• TASK STATEMENT:
Down to the final line, print the records again exactly.

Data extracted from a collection
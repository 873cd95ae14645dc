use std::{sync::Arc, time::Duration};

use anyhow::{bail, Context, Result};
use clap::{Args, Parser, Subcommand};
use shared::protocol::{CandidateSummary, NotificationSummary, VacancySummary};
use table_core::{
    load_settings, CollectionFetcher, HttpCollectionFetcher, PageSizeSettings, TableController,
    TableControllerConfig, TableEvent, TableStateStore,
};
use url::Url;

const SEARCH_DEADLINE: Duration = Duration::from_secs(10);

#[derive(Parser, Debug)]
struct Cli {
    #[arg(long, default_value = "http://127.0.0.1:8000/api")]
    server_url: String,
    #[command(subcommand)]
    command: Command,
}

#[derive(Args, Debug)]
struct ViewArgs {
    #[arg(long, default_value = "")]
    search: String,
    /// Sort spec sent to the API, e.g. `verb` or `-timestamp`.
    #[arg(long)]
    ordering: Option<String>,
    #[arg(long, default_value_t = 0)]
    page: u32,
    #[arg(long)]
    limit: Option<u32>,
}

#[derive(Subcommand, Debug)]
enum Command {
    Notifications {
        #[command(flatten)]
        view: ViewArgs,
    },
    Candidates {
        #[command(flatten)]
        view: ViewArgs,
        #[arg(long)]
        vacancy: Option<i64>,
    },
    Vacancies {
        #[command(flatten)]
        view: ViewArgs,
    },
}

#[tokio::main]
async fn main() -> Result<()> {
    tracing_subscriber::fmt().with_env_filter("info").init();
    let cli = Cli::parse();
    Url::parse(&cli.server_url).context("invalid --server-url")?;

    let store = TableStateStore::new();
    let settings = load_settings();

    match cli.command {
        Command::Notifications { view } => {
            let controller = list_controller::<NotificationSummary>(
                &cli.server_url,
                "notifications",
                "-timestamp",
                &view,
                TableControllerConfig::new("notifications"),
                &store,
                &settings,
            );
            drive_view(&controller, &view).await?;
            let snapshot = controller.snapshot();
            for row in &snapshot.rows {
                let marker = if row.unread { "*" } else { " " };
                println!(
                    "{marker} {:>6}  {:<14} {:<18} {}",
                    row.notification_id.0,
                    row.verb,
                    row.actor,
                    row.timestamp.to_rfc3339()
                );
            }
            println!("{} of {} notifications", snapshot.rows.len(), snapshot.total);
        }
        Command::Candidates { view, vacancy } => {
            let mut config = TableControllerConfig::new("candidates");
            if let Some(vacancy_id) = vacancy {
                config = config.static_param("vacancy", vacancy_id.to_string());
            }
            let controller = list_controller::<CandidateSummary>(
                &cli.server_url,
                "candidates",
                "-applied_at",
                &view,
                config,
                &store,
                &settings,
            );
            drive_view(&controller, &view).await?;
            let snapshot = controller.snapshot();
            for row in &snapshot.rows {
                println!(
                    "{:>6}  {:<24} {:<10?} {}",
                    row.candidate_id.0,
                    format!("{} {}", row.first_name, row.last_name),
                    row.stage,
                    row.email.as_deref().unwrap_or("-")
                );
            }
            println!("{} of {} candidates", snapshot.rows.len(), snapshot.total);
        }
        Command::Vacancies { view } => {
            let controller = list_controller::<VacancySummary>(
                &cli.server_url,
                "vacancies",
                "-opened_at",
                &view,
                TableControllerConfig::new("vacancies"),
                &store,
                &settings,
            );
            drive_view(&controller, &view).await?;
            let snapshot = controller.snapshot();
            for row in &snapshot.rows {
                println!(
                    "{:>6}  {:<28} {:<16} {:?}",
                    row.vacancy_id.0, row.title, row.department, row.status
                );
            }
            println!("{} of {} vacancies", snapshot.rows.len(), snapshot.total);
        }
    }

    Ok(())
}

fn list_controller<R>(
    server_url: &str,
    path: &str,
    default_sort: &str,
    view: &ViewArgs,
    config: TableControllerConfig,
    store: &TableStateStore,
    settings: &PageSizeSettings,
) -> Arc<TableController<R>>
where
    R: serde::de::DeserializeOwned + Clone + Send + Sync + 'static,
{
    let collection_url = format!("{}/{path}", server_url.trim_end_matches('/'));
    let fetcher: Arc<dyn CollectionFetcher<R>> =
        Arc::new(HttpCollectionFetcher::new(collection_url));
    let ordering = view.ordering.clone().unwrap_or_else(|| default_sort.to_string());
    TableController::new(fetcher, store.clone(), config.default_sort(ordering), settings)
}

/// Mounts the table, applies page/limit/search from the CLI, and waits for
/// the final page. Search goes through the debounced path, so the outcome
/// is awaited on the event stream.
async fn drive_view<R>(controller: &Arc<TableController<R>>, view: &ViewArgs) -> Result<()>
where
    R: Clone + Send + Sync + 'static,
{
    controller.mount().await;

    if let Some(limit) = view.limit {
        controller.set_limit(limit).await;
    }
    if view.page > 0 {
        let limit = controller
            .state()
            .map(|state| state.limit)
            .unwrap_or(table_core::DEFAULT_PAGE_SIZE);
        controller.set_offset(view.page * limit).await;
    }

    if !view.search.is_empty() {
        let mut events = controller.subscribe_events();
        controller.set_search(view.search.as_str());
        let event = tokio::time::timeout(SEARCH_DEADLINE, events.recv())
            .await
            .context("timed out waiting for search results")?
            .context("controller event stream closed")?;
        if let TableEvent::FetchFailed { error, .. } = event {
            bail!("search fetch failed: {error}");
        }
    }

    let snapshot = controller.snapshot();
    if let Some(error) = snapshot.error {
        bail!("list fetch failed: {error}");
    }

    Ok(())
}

• TASK OUTPUT:
repository 873cd95ae14645dc
use std::{sync::Arc, time::Duration};

use anyhow::{bail, Context, Result};
use clap::{Args, Parser, Subcommand};
use shared::protocol::{CandidateSummary, NotificationSummary, VacancySummary};
use table_core::{
    load_settings, CollectionFetcher, HttpCollectionFetcher, PageSizeSettings, TableController,
    TableControllerConfig, TableEvent, TableStateStore,
};
use url::Url;

const SEARCH_DEADLINE: Duration = Duration::from_secs(10);

#[derive(Parser, Debug)]
struct Cli {
    #[arg(long, default_value = "http://127.0.0.1:8000/api")]
    server_url: String,
    #[command(subcommand)]
    command: Command,
}

#[derive(Args, Debug)]
struct ViewArgs {
    #[arg(long, default_value = "")]
    search: String,
    /// Sort spec sent to the API, e.g. `verb` or `-timestamp`.
    #[arg(long)]
    ordering: Option<String>,
    #[arg(long, default_value_t = 0)]
    page: u32,
    #[arg(long)]
    limit: Option<u32>,
}

#[derive(Subcommand, Debug)]
enum Command {
    Notifications {
        #[command(flatten)]
        view: ViewArgs,
    },
    Candidates {
        #[command(flatten)]
        view: ViewArgs,
        #[arg(long)]
        vacancy: Option<i64>,
    },
    Vacancies {
        #[command(flatten)]
        view: ViewArgs,
    },
}

#[tokio::main]
async fn main() -> Result<()> {
    tracing_subscriber::fmt().with_env_filter("info").init();
    let cli = Cli::parse();
    Url::parse(&cli.server_url).context("invalid --server-url")?;

    let store = TableStateStore::new();
    let settings = load_settings();

    match cli.command {
        Command::Notifications { view } => {
            let controller = list_controller::<NotificationSummary>(
                &cli.server_url,
                "notifications",
                "-timestamp",
                &view,
                TableControllerConfig::new("notifications"),
                &store,
                &settings,
            );
            drive_view(&controller, &view).await?;
            let snapshot = controller.snapshot();
            for row in &snapshot.rows {
                let marker = if row.unread { "*" } else { " " };
                println!(
                    "{marker} {:>6}  {:<14} {:<18} {}",
                    row.notification_id.0,
                    row.verb,
                    row.actor,
                    row.timestamp.to_rfc3339()
                );
            }
            println!("{} of {} notifications", snapshot.rows.len(), snapshot.total);
        }
        Command::Candidates { view, vacancy } => {
            let mut config = TableControllerConfig::new("candidates");
            if let Some(vacancy_id) = vacancy {
                config = config.static_param("vacancy", vacancy_id.to_string());
            }
            let controller = list_controller::<CandidateSummary>(
                &cli.server_url,
                "candidates",
                "-applied_at",
                &view,
                config,
                &store,
                &settings,
            );
            drive_view(&controller, &view).await?;
            let snapshot = controller.snapshot();
            for row in &snapshot.rows {
                println!(
                    "{:>6}  {:<24} {:<10?} {}",
                    row.candidate_id.0,
                    format!("{} {}", row.first_name, row.last_name),
                    row.stage,
                    row.email.as_deref().unwrap_or("-")
                );
            }
            println!("{} of {} candidates", snapshot.rows.len(), snapshot.total);
        }
        Command::Vacancies { view } => {
            let controller = list_controller::<VacancySummary>(
                &cli.server_url,
                "vacancies",
                "-opened_at",
                &view,
                TableControllerConfig::new("vacancies"),
                &store,
                &settings,
            );
            drive_view(&controller, &view).await?;
            let snapshot = controller.snapshot();
            for row in &snapshot.rows {
                println!(
                    "{:>6}  {:<28} {:<16} {:?}",
                    row.vacancy_id.0, row.title, row.department, row.status
                );
            }
            println!("{} of {} vacancies", snapshot.rows.len(), snapshot.total);
        }
    }

    Ok(())
}

fn list_controller<R>(
    server_url: &str,
    path: &str,
    default_sort: &str,
    view: &ViewArgs,
    config: TableControllerConfig,
    store: &TableStateStore,
    settings: &PageSizeSettings,
) -> Arc<TableController<R>>
where
    R: serde::de::DeserializeOwned + Clone + Send + Sync + 'static,
{
    let collection_url = format!("{}/{path}", server_url.trim_end_matches('/'));
    let fetcher: Arc<dyn CollectionFetcher<R>> =
        Arc::new(HttpCollectionFetcher::new(collection_url));
    let ordering = view.ordering.clone().unwrap_or_else(|| default_sort.to_string());
    TableController::new(fetcher, store.clone(), config.default_sort(ordering), settings)
}

/// Mounts the table, applies page/limit/search from the CLI, and waits for
/// the final page. Search goes through the debounced path, so the outcome
/// is awaited on the event stream.
async fn drive_view<R>(controller: &Arc<TableController<R>>, view: &ViewArgs) -> Result<()>
where
    R: Clone + Send + Sync + 'static,
{
    controller.mount().await;

    if let Some(limit) = view.limit {
        controller.set_limit(limit).await;
    }
    if view.page > 0 {
        let limit = controller
            .state()
            .map(|state| state.limit)
            .unwrap_or(table_core::DEFAULT_PAGE_SIZE);
        controller.set_offset(view.page * limit).await;
    }

    if !view.search.is_empty() {
        let mut events = controller.subscribe_events();
        controller.set_search(view.search.as_str());
        let event = tokio::time::timeout(SEARCH_DEADLINE, events.recv())
            .await
            .context("timed out waiting for search results")?
            .context("controller event stream closed")?;
        if let TableEvent::FetchFailed { error, .. } = event {
            bail!("search fetch failed: {error}");
        }
    }

    let snapshot = controller.snapshot();
    if let Some(error) = snapshot.error {
        bail!("list fetch failed: {error}");
    }

    Ok(())
}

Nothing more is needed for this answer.